Records drawn from a dataset:
=== Begin Enclosure ===

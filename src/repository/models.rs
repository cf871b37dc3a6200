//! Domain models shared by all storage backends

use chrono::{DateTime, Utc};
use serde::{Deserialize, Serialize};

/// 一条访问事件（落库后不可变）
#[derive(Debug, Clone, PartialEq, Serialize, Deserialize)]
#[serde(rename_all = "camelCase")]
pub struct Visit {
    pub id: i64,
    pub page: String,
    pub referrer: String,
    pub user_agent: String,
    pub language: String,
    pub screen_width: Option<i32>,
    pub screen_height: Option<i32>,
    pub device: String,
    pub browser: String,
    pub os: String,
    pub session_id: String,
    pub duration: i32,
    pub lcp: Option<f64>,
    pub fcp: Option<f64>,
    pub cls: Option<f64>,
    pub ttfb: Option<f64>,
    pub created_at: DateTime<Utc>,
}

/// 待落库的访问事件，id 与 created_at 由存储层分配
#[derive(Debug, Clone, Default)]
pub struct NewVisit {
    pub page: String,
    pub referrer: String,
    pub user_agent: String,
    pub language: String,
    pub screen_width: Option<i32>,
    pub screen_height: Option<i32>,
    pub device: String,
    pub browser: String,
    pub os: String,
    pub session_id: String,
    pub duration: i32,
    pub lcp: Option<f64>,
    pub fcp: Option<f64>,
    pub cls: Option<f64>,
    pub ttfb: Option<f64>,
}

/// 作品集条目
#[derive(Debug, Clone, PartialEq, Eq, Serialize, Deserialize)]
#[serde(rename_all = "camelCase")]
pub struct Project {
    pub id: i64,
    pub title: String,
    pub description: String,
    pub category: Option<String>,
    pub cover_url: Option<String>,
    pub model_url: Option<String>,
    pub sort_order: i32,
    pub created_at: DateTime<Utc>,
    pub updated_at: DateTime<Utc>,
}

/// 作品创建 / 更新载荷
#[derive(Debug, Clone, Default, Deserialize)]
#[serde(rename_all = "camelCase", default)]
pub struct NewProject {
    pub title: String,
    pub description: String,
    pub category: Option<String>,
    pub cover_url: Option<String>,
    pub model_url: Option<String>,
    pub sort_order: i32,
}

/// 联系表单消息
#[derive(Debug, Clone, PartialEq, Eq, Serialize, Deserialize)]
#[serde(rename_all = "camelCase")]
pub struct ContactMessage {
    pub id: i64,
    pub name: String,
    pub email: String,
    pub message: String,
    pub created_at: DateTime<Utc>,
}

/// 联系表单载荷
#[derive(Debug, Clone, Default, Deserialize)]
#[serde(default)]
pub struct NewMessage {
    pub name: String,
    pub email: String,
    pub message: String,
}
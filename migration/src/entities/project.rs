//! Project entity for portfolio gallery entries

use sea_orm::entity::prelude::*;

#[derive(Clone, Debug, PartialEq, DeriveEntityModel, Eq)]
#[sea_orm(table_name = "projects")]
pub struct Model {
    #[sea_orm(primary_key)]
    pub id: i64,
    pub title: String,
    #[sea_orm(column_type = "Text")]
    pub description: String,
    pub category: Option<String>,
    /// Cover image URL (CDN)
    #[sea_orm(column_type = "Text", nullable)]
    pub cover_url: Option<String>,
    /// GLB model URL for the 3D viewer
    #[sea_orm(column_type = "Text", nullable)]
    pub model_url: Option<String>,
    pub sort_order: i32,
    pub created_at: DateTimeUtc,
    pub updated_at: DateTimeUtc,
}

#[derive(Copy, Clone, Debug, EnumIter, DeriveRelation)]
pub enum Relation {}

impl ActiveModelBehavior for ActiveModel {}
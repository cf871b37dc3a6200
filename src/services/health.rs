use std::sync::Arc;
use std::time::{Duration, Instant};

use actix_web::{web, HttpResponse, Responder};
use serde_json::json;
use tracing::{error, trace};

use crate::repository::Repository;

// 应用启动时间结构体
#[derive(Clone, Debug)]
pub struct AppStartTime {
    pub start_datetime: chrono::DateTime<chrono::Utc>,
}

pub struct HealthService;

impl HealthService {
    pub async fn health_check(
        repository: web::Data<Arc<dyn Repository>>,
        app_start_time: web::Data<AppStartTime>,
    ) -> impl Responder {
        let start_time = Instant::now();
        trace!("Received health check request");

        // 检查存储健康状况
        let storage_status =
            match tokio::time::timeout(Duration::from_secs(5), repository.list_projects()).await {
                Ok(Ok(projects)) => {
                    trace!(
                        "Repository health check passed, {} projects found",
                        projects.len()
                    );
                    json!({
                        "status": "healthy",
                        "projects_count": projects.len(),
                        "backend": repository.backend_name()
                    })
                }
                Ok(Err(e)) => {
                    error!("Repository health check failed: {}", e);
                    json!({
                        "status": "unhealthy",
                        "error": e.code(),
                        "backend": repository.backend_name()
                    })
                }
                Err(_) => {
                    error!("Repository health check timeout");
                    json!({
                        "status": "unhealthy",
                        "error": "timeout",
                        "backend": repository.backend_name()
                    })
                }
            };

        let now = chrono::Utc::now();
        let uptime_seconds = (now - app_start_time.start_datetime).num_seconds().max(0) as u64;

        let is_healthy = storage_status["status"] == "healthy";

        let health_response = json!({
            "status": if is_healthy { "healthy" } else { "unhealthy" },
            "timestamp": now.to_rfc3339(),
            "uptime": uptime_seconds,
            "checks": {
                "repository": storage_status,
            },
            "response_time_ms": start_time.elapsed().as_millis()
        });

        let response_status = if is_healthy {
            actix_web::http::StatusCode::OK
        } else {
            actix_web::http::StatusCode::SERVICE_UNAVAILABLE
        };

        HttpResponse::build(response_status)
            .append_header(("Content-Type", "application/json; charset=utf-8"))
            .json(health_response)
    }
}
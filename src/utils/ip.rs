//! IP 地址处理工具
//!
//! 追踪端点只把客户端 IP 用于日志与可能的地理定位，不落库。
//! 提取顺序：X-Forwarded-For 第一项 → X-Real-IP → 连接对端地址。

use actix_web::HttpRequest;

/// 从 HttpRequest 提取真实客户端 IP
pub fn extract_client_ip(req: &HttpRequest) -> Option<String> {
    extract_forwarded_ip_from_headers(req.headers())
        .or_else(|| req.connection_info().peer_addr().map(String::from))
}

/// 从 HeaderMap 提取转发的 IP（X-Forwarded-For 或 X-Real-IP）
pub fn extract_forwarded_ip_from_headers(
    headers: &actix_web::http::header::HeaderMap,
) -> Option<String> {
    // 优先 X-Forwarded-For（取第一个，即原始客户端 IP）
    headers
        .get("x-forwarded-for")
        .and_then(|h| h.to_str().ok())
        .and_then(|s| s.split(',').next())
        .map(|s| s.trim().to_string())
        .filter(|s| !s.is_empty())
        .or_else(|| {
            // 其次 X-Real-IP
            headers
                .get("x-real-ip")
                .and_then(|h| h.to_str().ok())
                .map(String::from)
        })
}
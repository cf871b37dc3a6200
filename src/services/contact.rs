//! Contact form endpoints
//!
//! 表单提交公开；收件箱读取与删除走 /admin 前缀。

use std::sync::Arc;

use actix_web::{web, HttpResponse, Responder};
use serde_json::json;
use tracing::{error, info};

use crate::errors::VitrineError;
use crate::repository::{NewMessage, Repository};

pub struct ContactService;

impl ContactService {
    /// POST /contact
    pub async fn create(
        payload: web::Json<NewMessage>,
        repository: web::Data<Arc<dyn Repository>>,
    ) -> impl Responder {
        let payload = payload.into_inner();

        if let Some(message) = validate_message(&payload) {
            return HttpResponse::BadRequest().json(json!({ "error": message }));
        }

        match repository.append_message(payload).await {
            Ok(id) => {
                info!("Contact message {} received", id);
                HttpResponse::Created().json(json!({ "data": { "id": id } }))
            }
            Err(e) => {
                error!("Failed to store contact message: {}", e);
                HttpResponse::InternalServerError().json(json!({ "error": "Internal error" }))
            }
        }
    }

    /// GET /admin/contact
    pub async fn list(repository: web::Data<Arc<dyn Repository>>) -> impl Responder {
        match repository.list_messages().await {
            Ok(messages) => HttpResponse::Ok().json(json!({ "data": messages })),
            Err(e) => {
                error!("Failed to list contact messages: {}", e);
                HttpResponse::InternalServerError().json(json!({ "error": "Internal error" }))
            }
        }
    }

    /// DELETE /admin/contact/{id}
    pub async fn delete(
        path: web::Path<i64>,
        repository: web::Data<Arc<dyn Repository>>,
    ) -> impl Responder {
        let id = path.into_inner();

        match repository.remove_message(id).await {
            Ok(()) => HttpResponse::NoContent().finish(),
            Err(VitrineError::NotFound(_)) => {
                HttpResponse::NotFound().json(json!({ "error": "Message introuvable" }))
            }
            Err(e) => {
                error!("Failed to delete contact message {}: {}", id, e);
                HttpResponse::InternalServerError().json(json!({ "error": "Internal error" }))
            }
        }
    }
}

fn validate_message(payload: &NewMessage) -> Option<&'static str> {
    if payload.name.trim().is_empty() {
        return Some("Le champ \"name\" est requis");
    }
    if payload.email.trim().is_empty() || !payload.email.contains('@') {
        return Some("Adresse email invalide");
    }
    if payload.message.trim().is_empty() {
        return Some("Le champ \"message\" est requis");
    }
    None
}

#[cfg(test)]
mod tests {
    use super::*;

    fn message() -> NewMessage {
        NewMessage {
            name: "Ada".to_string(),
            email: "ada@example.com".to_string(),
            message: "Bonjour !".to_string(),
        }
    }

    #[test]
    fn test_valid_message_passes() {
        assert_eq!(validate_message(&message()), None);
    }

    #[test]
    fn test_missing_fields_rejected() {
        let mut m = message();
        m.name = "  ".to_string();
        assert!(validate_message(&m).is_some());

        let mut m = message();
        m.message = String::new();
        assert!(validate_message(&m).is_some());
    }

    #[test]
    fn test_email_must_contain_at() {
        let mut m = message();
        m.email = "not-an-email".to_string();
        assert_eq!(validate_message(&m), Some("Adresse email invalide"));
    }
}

=== End Enclosure ===

# [What to work on]
Nothing but the lines from the top of the records down to the line with "pub struct Project" belongs in the answer; repeat them exactly.

# [Answer box]
filename src/repository/models.rs
repository cf871b37dc3a6200
//! Domain models shared by all storage backends

use chrono::{DateTime, Utc};
use serde::{Deserialize, Serialize};

/// 一条访问事件（落库后不可变）
#[derive(Debug, Clone, PartialEq, Serialize, Deserialize)]
#[serde(rename_all = "camelCase")]
pub struct Visit {
    pub id: i64,
    pub page: String,
    pub referrer: String,
    pub user_agent: String,
    pub language: String,
    pub screen_width: Option<i32>,
    pub screen_height: Option<i32>,
    pub device: String,
    pub browser: String,
    pub os: String,
    pub session_id: String,
    pub duration: i32,
    pub lcp: Option<f64>,
    pub fcp: Option<f64>,
    pub cls: Option<f64>,
    pub ttfb: Option<f64>,
    pub created_at: DateTime<Utc>,
}

/// 待落库的访问事件，id 与 created_at 由存储层分配
#[derive(Debug, Clone, Default)]
pub struct NewVisit {
    pub page: String,
    pub referrer: String,
    pub user_agent: String,
    pub language: String,
    pub screen_width: Option<i32>,
    pub screen_height: Option<i32>,
    pub device: String,
    pub browser: String,
    pub os: String,
    pub session_id: String,
    pub duration: i32,
    pub lcp: Option<f64>,
    pub fcp: Option<f64>,
    pub cls: Option<f64>,
    pub ttfb: Option<f64>,
}

/// 作品集条目
#[derive(Debug, Clone, PartialEq, Eq, Serialize, Deserialize)]
#[serde(rename_all = "camelCase")]
pub struct Project {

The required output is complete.